==== Exercise data ====

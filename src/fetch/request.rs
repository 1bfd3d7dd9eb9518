//! HTTP request building.

/// Browser-like request headers for the page fetch.
///
/// Pages that sniff for bots sometimes serve a stripped document without the
/// application scripts; a realistic header set keeps the response close to
/// what a browser would see. `Accept-Encoding` is left to reqwest so the body
/// is always decodable.
pub(crate) struct RequestHeaders;

impl RequestHeaders {
    /// Applies the standard request headers, plus the optional cookie, to a
    /// `reqwest::RequestBuilder`.
    pub(crate) fn apply_to_request_builder(
        builder: reqwest::RequestBuilder,
        cookie: Option<&str>,
    ) -> reqwest::RequestBuilder {
        let builder = builder
            .header(
                reqwest::header::ACCEPT,
                "text/html,application/xhtml+xml,application/xml;q=0.9,*/*;q=0.8",
            )
            .header(reqwest::header::ACCEPT_LANGUAGE, "en-US,en;q=0.9")
            .header(
                reqwest::header::HeaderName::from_static("sec-fetch-dest"),
                "document",
            )
            .header(
                reqwest::header::HeaderName::from_static("sec-fetch-mode"),
                "navigate",
            )
            .header(reqwest::header::UPGRADE_INSECURE_REQUESTS, "1");

        match cookie {
            Some(cookie) if !cookie.is_empty() => builder.header(reqwest::header::COOKIE, cookie),
            _ => builder,
        }
    }
}
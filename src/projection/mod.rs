//! Output projection.
//!
//! Two independent rules shape what gets printed or saved:
//! - sensitive-only: findings are emitted first, and links containing `@` are
//!   dropped from the link list
//! - domain-only: each link is reduced to its host
//!
//! Both outputs are deduplicated with first-seen order preserved. The print
//! path and the save path each call `project` on the same `ResultSet`.

use std::collections::HashSet;

use crate::extract::{Finding, ResultSet};

/// Read-only settings derived from the invocation.
#[derive(Debug, Clone, Default, PartialEq, Eq)]
pub struct ProjectionConfig {
    /// Collapse links to their host
    pub domain_only: bool,
    /// Emit findings and suppress email-shaped links
    pub sensitive_only: bool,
    /// Link keyword filter (applied during extraction)
    pub keyword: Option<String>,
    /// Raw `Cookie` header for the page request
    pub cookie: Option<String>,
}

/// Deduplicated, ordered output for one sink.
#[derive(Debug, Clone, Default, PartialEq, Eq)]
pub struct Projection {
    /// `"{label}: {value}"` lines; empty unless sensitive-only is set
    pub findings: Vec<String>,
    /// Links or hosts
    pub links: Vec<String>,
}

impl Projection {
    /// Findings first, then links.
    pub fn entries(&self) -> impl Iterator<Item = &str> {
        self.findings
            .iter()
            .chain(self.links.iter())
            .map(String::as_str)
    }

    pub fn len(&self) -> usize {
        self.findings.len() + self.links.len()
    }

    pub fn is_empty(&self) -> bool {
        self.len() == 0
    }
}

/// Returns the host portion of a link: the text after the first `//` up to
/// the next `/`.
///
/// Returns `None` when the link has no `//`. Port and userinfo are kept as-is.
pub fn extract_domain(link: &str) -> Option<&str> {
    let (_, rest) = link.split_once("//")?;
    rest.split('/').next()
}

/// Applies the projection rules to a merged result set.
pub fn project(results: &ResultSet, config: &ProjectionConfig) -> Projection {
    let findings = if config.sensitive_only {
        dedup_findings(&results.findings)
    } else {
        Vec::new()
    };

    let mut seen: HashSet<&str> = HashSet::new();
    let mut links = Vec::new();
    for link in &results.links {
        if config.sensitive_only && link.contains('@') {
            continue;
        }
        let entry = if config.domain_only {
            match extract_domain(link) {
                Some(domain) => domain,
                None => continue,
            }
        } else {
            link.as_str()
        };
        if seen.insert(entry) {
            links.push(entry.to_string());
        }
    }

    Projection { findings, links }
}

fn dedup_findings(findings: &[Finding]) -> Vec<String> {
    let mut seen: HashSet<&Finding> = HashSet::new();
    findings
        .iter()
        .filter(|finding| seen.insert(*finding))
        .map(Finding::to_string)
        .collect()
}

#[cfg(test)]
mod tests {
    use super::*;
    use crate::patterns::DetectorKind;

    fn results(links: &[&str], findings: &[(DetectorKind, &str)]) -> ResultSet {
        ResultSet {
            links: links.iter().map(|l| l.to_string()).collect(),
            findings: findings
                .iter()
                .map(|(kind, value)| Finding::new(*kind, *value))
                .collect(),
        }
    }

    fn config(domain_only: bool, sensitive_only: bool) -> ProjectionConfig {
        ProjectionConfig {
            domain_only,
            sensitive_only,
            ..Default::default()
        }
    }

    #[test]
    fn test_extract_domain() {
        assert_eq!(extract_domain("https://example.com/a/b"), Some("example.com"));
        assert_eq!(extract_domain("https://example.com"), Some("example.com"));
        assert_eq!(
            extract_domain("http://host:8080/x?y=1"),
            Some("host:8080")
        );
        assert_eq!(extract_domain("https://example.com//double"), Some("example.com"));
        assert_eq!(extract_domain("example.com/a"), None);
    }

    #[test]
    fn test_full_links_dedup_first_seen() {
        let rs = results(
            &["https://b.example.com/", "https://a.example.com/", "https://b.example.com/"],
            &[],
        );
        let projection = project(&rs, &config(false, false));
        assert_eq!(
            projection.links,
            vec!["https://b.example.com/", "https://a.example.com/"]
        );
        assert!(projection.findings.is_empty());
    }

    #[test]
    fn test_domain_only_dedup() {
        let rs = results(
            &[
                "https://api.example.com/v1/users",
                "https://api.example.com/v2",
                "https://cdn.example.com/x.js",
            ],
            &[],
        );
        let projection = project(&rs, &config(true, false));
        assert_eq!(projection.links, vec!["api.example.com", "cdn.example.com"]);
    }

    #[test]
    fn test_domain_only_drops_links_without_scheme_separator() {
        let rs = results(&["not-a-url/path", "https://ok.example.com/"], &[]);
        let projection = project(&rs, &config(true, false));
        assert_eq!(projection.links, vec!["ok.example.com"]);
    }

    #[test]
    fn test_findings_hidden_without_sensitive_mode() {
        let rs = results(&[], &[(DetectorKind::Credential, "token")]);
        assert!(project(&rs, &config(false, false)).is_empty());
    }

    #[test]
    fn test_sensitive_mode_suppresses_at_links_but_keeps_email_finding() {
        let rs = results(
            &["https://user@host.example.com/x", "https://plain.example.com/"],
            &[(DetectorKind::EmailAddress, "user@host.example.com")],
        );
        let projection = project(&rs, &config(false, true));
        assert_eq!(projection.links, vec!["https://plain.example.com/"]);
        assert_eq!(
            projection.findings,
            vec!["Email Address: user@host.example.com"]
        );

        // Without sensitive mode the `@` link is kept
        let projection = project(&rs, &config(false, false));
        assert_eq!(projection.links.len(), 2);
    }

    #[test]
    fn test_findings_dedup_by_kind_and_value() {
        let rs = results(
            &[],
            &[
                (DetectorKind::Credential, "token"),
                (DetectorKind::Credential, "Token"),
                (DetectorKind::Credential, "token"),
                (DetectorKind::IpAddress, "10.0.0.1"),
            ],
        );
        let projection = project(&rs, &config(false, true));
        assert_eq!(
            projection.findings,
            vec!["Credential: token", "Credential: Token", "IP Address: 10.0.0.1"]
        );
    }

    #[test]
    fn test_entries_findings_first() {
        let rs = results(
            &["https://x.example.com/"],
            &[(DetectorKind::Credential, "secret")],
        );
        let projection = project(&rs, &config(true, true));
        let entries: Vec<_> = projection.entries().collect();
        assert_eq!(entries, vec!["Credential: secret", "x.example.com"]);
        assert_eq!(projection.len(), 2);
    }
}
//! Pattern registry.
//!
//! The detector set is fixed: one `DetectorKind` variant per pattern, each
//! tied to its label and a regex compiled once per process and shared
//! read-only by every extraction task.

use std::fmt;
use std::sync::LazyLock;

use regex::Regex;
use strum::IntoEnumIterator;
use strum_macros::EnumIter;

use crate::config::{
    API_KEY_PATTERN, CREDENTIAL_PATTERN, EMAIL_PATTERN, IP_ADDRESS_PATTERN, TRIM_CHARS,
    URL_PATTERN,
};

static URL_REGEX: LazyLock<Regex> = LazyLock::new(|| compile_pattern(URL_PATTERN, "URL"));
static EMAIL_REGEX: LazyLock<Regex> =
    LazyLock::new(|| compile_pattern(EMAIL_PATTERN, "Email Address"));
static API_KEY_REGEX: LazyLock<Regex> =
    LazyLock::new(|| compile_pattern(API_KEY_PATTERN, "API Key"));
static IP_ADDRESS_REGEX: LazyLock<Regex> =
    LazyLock::new(|| compile_pattern(IP_ADDRESS_PATTERN, "IP Address"));
static CREDENTIAL_REGEX: LazyLock<Regex> =
    LazyLock::new(|| compile_pattern(CREDENTIAL_PATTERN, "Credential"));

/// Compiles a built-in pattern.
///
/// # Panics
///
/// Panics if the pattern does not compile. The patterns are compile-time
/// constants, so this indicates a programming error.
fn compile_pattern(pattern: &str, context: &str) -> Regex {
    Regex::new(pattern).unwrap_or_else(|e| {
        panic!(
            "Failed to compile {} pattern '{}': {}. This is a programming error.",
            context, pattern, e
        )
    })
}

/// A named detector in the registry.
#[derive(Debug, Clone, Copy, PartialEq, Eq, Hash, EnumIter)]
pub enum DetectorKind {
    /// `http://` or `https://` followed by non-whitespace, non-quote characters
    Url,
    /// local-part `@` domain with a 2+ letter top-level label
    EmailAddress,
    /// bare hex run of 32 to 64 characters
    ApiKey,
    /// four dot-separated 1-3 digit groups, no range check
    IpAddress,
    /// the words username, password, token or secret
    Credential,
}

impl DetectorKind {
    /// Label used when printing findings.
    pub fn label(&self) -> &'static str {
        match self {
            DetectorKind::Url => "URL",
            DetectorKind::EmailAddress => "Email Address",
            DetectorKind::ApiKey => "API Key",
            DetectorKind::IpAddress => "IP Address",
            DetectorKind::Credential => "Credential",
        }
    }

    /// The compiled pattern for this detector.
    pub fn regex(&self) -> &'static Regex {
        match self {
            DetectorKind::Url => &*URL_REGEX,
            DetectorKind::EmailAddress => &*EMAIL_REGEX,
            DetectorKind::ApiKey => &*API_KEY_REGEX,
            DetectorKind::IpAddress => &*IP_ADDRESS_REGEX,
            DetectorKind::Credential => &*CREDENTIAL_REGEX,
        }
    }

    /// Whether matches are reported as sensitive findings (everything but URLs).
    pub fn is_sensitive(&self) -> bool {
        !matches!(self, DetectorKind::Url)
    }

    /// All matches in `text`, trimmed, in order of appearance.
    pub fn find_all<'t>(&self, text: &'t str) -> impl Iterator<Item = &'t str> {
        self.regex()
            .find_iter(text)
            .map(|m| trim_match(m.as_str()))
    }
}

impl fmt::Display for DetectorKind {
    fn fmt(&self, f: &mut fmt::Formatter<'_>) -> fmt::Result {
        f.write_str(self.label())
    }
}

/// The sensitive-data detectors, in reporting order.
pub fn sensitive_detectors() -> impl Iterator<Item = DetectorKind> {
    DetectorKind::iter().filter(DetectorKind::is_sensitive)
}

/// Strips quote characters and spaces from both ends of a match.
pub fn trim_match(value: &str) -> &str {
    value.trim_matches(TRIM_CHARS)
}

#[cfg(test)]
mod tests {
    use super::*;

    fn matches(kind: DetectorKind, text: &str) -> Vec<String> {
        kind.find_all(text).map(str::to_string).collect()
    }

    #[test]
    fn test_all_patterns_compile() {
        for kind in DetectorKind::iter() {
            // Forces the LazyLock; panics on a bad pattern
            let _ = kind.regex();
        }
    }

    #[test]
    fn test_sensitive_detectors_exclude_url() {
        let kinds: Vec<_> = sensitive_detectors().collect();
        assert_eq!(
            kinds,
            vec![
                DetectorKind::EmailAddress,
                DetectorKind::ApiKey,
                DetectorKind::IpAddress,
                DetectorKind::Credential,
            ]
        );
    }

    #[test]
    fn test_url_stops_at_quotes_and_whitespace() {
        let text = r#"fetch("https://api.example.com/v1?x=1"); a='http://b.example.org/p' c"#;
        assert_eq!(
            matches(DetectorKind::Url, text),
            vec!["https://api.example.com/v1?x=1", "http://b.example.org/p"]
        );
    }

    #[test]
    fn test_url_requires_scheme() {
        assert!(matches(DetectorKind::Url, "//cdn.example.com/x.js ftp://x").is_empty());
    }

    #[test]
    fn test_url_is_deterministic() {
        let text = "a https://x.example.com b https://y.example.com";
        assert_eq!(
            matches(DetectorKind::Url, text),
            matches(DetectorKind::Url, text)
        );
    }

    #[test]
    fn test_email() {
        assert_eq!(
            matches(DetectorKind::EmailAddress, "contact: jane@example.com."),
            vec!["jane@example.com"]
        );
        assert!(matches(DetectorKind::EmailAddress, "jane@localhost").is_empty());
    }

    #[test]
    fn test_api_key_length_bounds() {
        let key32 = "0123456789abcdef0123456789ABCDEF";
        let key31 = &key32[..31];
        assert_eq!(matches(DetectorKind::ApiKey, key32), vec![key32]);
        assert!(matches(DetectorKind::ApiKey, key31).is_empty());

        let key65 = "a".repeat(65);
        assert!(matches(DetectorKind::ApiKey, &key65).is_empty());
    }

    #[test]
    fn test_ip_address_is_permissive() {
        assert_eq!(
            matches(DetectorKind::IpAddress, "ip=999.999.999.999;"),
            vec!["999.999.999.999"]
        );
        assert_eq!(
            matches(DetectorKind::IpAddress, "host 10.0.0.1 up"),
            vec!["10.0.0.1"]
        );
    }

    #[test]
    fn test_credential_whole_word_case_insensitive() {
        assert_eq!(
            matches(DetectorKind::Credential, "PASSWORD = x; api_token; token=1; tokens"),
            vec!["PASSWORD", "token"]
        );
    }

    #[test]
    fn test_boundaries_are_ascii_only() {
        // Non-ASCII letters are not word characters
        assert_eq!(matches(DetectorKind::Credential, "tokenä"), vec!["token"]);
        assert_eq!(
            matches(DetectorKind::ApiKey, "ñ0123456789abcdef0123456789abcdef"),
            vec!["0123456789abcdef0123456789abcdef"]
        );
        assert_eq!(
            matches(DetectorKind::EmailAddress, "mail:jane@example.comé"),
            vec!["jane@example.com"]
        );
    }

    #[test]
    fn test_url_keeps_non_ascii_whitespace() {
        assert_eq!(
            matches(DetectorKind::Url, "https://a.example.com/x\u{a0}y z"),
            vec!["https://a.example.com/x\u{a0}y"]
        );
        assert_eq!(
            matches(DetectorKind::Url, "https://a.example.com/x\ty"),
            vec!["https://a.example.com/x"]
        );
    }

    #[test]
    fn test_trim_match() {
        assert_eq!(trim_match(r#""value' "#), "value");
        assert_eq!(trim_match("plain"), "plain");
        assert_eq!(trim_match(r#"" '"#), "");
    }

    #[test]
    fn test_labels() {
        assert_eq!(DetectorKind::EmailAddress.to_string(), "Email Address");
        assert_eq!(DetectorKind::ApiKey.label(), "API Key");
        assert_eq!(DetectorKind::IpAddress.label(), "IP Address");
        assert_eq!(DetectorKind::Credential.label(), "Credential");
    }
}
//! Bevy input -> village `InputEvent`s
//!
//! Events are forwarded in arrival order, with key names in the same form
//! a browser reports them (`"w"`, `"ArrowUp"`, `"Shift"`). A touch that
//! lands on the joystick pad also drives the virtual joystick.

use bevy::input::keyboard::{Key, KeyboardInput};
use bevy::input::mouse::MouseButtonInput;
use bevy::input::touch::{TouchInput, TouchPhase};
use bevy::input::ButtonState;
use bevy::prelude::*;
use bevy::window::{CursorLeft, CursorMoved};

use portfolio::village::{DirectionFlags, InputEvent, TouchPoint, VirtualJoystick};

use super::{DayNight, SceneInput, ToggleView, Village, JOYSTICK_SIZE, PAD_MARGIN};

/// Feed this frame's keyboard, mouse and touch events into the village.
pub fn capture_input(
    mut village: ResMut<Village>,
    mut input: ResMut<SceneInput>,
    mut keys: EventReader<KeyboardInput>,
    mut buttons: EventReader<MouseButtonInput>,
    mut cursor_moves: EventReader<CursorMoved>,
    mut cursor_left: EventReader<CursorLeft>,
    mut touch_events: EventReader<TouchInput>,
    touches: Res<Touches>,
    windows: Query<&Window>,
) {
    let mut events = Vec::new();

    for key in keys.read() {
        if key.repeat {
            continue;
        }
        let name = key_name(&key.logical_key);
        events.push(match key.state {
            ButtonState::Pressed => InputEvent::KeyDown(name),
            ButtonState::Released => InputEvent::KeyUp(name),
        });
    }

    for press in buttons.read() {
        let button = button_index(press.button);
        match press.state {
            ButtonState::Pressed => {
                let (x, y) = windows
                    .get(press.window)
                    .ok()
                    .and_then(Window::cursor_position)
                    .map_or((0.0, 0.0), |p| (p.x, p.y));
                events.push(InputEvent::MouseDown { button, x, y });
            }
            ButtonState::Released => events.push(InputEvent::MouseUp { button }),
        }
    }

    for moved in cursor_moves.read() {
        events.push(InputEvent::MouseMove { x: moved.position.x, y: moved.position.y });
    }

    // Releasing outside the window never reaches us as a button event
    if cursor_left.read().next().is_some() {
        events.push(InputEvent::GlobalMouseUp);
    }

    if !touch_events.is_empty() {
        let active: Vec<TouchPoint> = touches
            .iter()
            .map(|t| TouchPoint::new(t.id(), t.position().x, t.position().y))
            .collect();
        let pad = windows.get_single().ok().map(|w| joystick_pad(w.height()));
        for touch in touch_events.read() {
            let point = TouchPoint::new(touch.id, touch.position.x, touch.position.y);
            if let Some(pad) = pad {
                if let Some(flags) = route_touch(&mut village.joystick, pad, touch.phase, point, &active) {
                    events.push(InputEvent::Directions(flags));
                }
            }

            let touches = active.clone();
            events.push(match touch.phase {
                TouchPhase::Started => InputEvent::TouchStart { touches },
                TouchPhase::Moved => InputEvent::TouchMove { touches },
                TouchPhase::Ended => InputEvent::TouchEnd { touches },
                TouchPhase::Canceled => InputEvent::TouchCancel { touches },
            });
        }
    }

    for event in events {
        if let Some(changed) = input.apply(event) {
            debug!(dragging = changed.0, "Drag state changed");
        }
    }
}

/// Scene-level hotkeys: `N` day/night, `V` 2D/3D.
pub fn hotkeys(
    keyboard: Res<ButtonInput<KeyCode>>,
    mut day_night: ResMut<DayNight>,
    mut toggles: EventWriter<ToggleView>,
) {
    if keyboard.just_pressed(KeyCode::KeyN) {
        day_night.toggle();
    }
    if keyboard.just_pressed(KeyCode::KeyV) {
        toggles.send(ToggleView);
    }
}

/// Screen rectangle of the joystick pad, bottom-left of the window.
pub fn joystick_pad(window_height: f32) -> Rect {
    let top = window_height - PAD_MARGIN - JOYSTICK_SIZE;
    Rect::new(PAD_MARGIN, top, PAD_MARGIN + JOYSTICK_SIZE, top + JOYSTICK_SIZE)
}

/// Hand one touch event to the joystick. A touch starts the joystick only
/// when it lands on the pad; after that the owning touch is followed
/// anywhere on screen. Returns the new flags when the joystick responded.
fn route_touch(
    joystick: &mut VirtualJoystick,
    pad: Rect,
    phase: TouchPhase,
    touch: TouchPoint,
    active: &[TouchPoint],
) -> Option<DirectionFlags> {
    let local = |t: TouchPoint| TouchPoint::new(t.id, t.x - pad.min.x, t.y - pad.min.y);

    match phase {
        TouchPhase::Started if pad.contains(Vec2::new(touch.x, touch.y)) => {
            joystick.touch_start(local(touch))
        }
        TouchPhase::Started => None,
        TouchPhase::Moved => joystick.touch_move(&[local(touch)]),
        TouchPhase::Ended | TouchPhase::Canceled => {
            let remaining: Vec<TouchPoint> = active
                .iter()
                .copied()
                .filter(|t| t.id != touch.id)
                .collect();
            joystick.touch_end(&remaining)
        }
    }
}

fn key_name(key: &Key) -> String {
    match key {
        Key::Character(c) => c.to_string(),
        Key::Space => " ".to_string(),
        other => format!("{other:?}"),
    }
}

fn button_index(button: MouseButton) -> u8 {
    match button {
        MouseButton::Left => 0,
        MouseButton::Middle => 1,
        MouseButton::Right => 2,
        MouseButton::Back => 3,
        MouseButton::Forward => 4,
        MouseButton::Other(n) => n.min(u8::MAX as u16) as u8,
    }
}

====

» **Work instruction**
Starting at the line that has "toggles.send(ToggleView);" in the records above, restate word for word every line until the one that has "joystick.touch_end(&remaining)", and include that one as well.

» **Your response**
        toggles.send(ToggleView);
    }
}

/// Screen rectangle of the joystick pad, bottom-left of the window.
pub fn joystick_pad(window_height: f32) -> Rect {
    let top = window_height - PAD_MARGIN - JOYSTICK_SIZE;
    Rect::new(PAD_MARGIN, top, PAD_MARGIN + JOYSTICK_SIZE, top + JOYSTICK_SIZE)
}

/// Hand one touch event to the joystick. A touch starts the joystick only
/// when it lands on the pad; after that the owning touch is followed
/// anywhere on screen. Returns the new flags when the joystick responded.
fn route_touch(
    joystick: &mut VirtualJoystick,
    pad: Rect,
    phase: TouchPhase,
    touch: TouchPoint,
    active: &[TouchPoint],
) -> Option<DirectionFlags> {
    let local = |t: TouchPoint| TouchPoint::new(t.id, t.x - pad.min.x, t.y - pad.min.y);

    match phase {
        TouchPhase::Started if pad.contains(Vec2::new(touch.x, touch.y)) => {
            joystick.touch_start(local(touch))
        }
        TouchPhase::Started => None,
        TouchPhase::Moved => joystick.touch_move(&[local(touch)]),
        TouchPhase::Ended | TouchPhase::Canceled => {
            let remaining: Vec<TouchPoint> = active
                .iter()
                .copied()
                .filter(|t| t.id != touch.id)
                .collect();
            joystick.touch_end(&remaining)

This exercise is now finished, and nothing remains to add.